(Records drawn from a dataset)
◆ ◆ ◆
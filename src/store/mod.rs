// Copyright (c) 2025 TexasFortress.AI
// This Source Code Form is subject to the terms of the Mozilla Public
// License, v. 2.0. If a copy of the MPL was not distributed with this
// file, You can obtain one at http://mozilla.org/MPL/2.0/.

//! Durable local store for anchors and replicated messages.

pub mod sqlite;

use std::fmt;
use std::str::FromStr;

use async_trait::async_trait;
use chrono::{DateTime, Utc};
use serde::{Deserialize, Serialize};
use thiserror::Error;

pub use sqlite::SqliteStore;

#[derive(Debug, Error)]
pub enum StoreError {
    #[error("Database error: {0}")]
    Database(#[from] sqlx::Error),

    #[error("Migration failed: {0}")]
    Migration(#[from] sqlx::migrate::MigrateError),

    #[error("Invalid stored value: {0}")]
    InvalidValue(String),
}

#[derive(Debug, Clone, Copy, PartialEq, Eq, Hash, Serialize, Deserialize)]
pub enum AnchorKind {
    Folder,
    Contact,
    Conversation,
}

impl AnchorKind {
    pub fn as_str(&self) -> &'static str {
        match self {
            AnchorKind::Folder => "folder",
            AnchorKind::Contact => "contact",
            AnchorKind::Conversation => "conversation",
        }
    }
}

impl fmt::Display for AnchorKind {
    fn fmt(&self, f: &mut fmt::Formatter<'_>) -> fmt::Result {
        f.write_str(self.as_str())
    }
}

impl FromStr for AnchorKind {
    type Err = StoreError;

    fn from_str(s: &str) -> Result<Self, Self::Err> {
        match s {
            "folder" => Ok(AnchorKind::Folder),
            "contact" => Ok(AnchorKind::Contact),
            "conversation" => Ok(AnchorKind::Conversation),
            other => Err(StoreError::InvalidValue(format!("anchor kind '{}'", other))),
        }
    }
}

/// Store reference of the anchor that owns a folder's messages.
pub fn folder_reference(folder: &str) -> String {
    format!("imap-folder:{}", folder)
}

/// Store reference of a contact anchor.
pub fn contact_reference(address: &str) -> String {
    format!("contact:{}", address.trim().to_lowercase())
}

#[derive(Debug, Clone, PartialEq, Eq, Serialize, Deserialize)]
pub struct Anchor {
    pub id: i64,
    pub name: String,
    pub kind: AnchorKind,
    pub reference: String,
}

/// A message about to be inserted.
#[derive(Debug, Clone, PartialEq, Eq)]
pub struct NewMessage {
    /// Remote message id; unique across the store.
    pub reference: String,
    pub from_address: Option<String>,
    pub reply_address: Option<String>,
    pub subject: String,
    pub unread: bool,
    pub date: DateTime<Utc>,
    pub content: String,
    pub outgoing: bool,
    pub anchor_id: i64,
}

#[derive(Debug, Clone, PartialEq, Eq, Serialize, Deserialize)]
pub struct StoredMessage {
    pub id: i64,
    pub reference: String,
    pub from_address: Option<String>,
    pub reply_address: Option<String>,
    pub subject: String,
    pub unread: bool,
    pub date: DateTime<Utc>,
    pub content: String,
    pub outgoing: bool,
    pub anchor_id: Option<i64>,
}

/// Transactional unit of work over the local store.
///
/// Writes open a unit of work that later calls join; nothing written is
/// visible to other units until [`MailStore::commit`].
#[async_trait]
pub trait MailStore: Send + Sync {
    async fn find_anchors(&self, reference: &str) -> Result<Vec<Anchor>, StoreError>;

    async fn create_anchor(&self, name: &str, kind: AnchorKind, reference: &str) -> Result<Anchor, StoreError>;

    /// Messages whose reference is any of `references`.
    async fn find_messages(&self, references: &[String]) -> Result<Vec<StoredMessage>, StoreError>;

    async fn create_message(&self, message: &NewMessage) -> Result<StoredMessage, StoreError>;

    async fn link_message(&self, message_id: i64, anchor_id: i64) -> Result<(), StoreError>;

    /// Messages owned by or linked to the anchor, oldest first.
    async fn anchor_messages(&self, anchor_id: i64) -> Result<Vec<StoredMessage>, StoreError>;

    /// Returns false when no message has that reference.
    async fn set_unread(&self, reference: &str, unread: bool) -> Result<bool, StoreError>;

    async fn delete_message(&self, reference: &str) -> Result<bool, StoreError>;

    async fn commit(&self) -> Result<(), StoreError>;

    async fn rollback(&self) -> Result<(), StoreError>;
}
◆ ◆ ◆
# PROBLEM TO SOLVE:
Go through the data and copy every line that includes "impl".

# TASK OUTPUT:
impl AnchorKind {
impl fmt::Display for AnchorKind {
impl FromStr for AnchorKind {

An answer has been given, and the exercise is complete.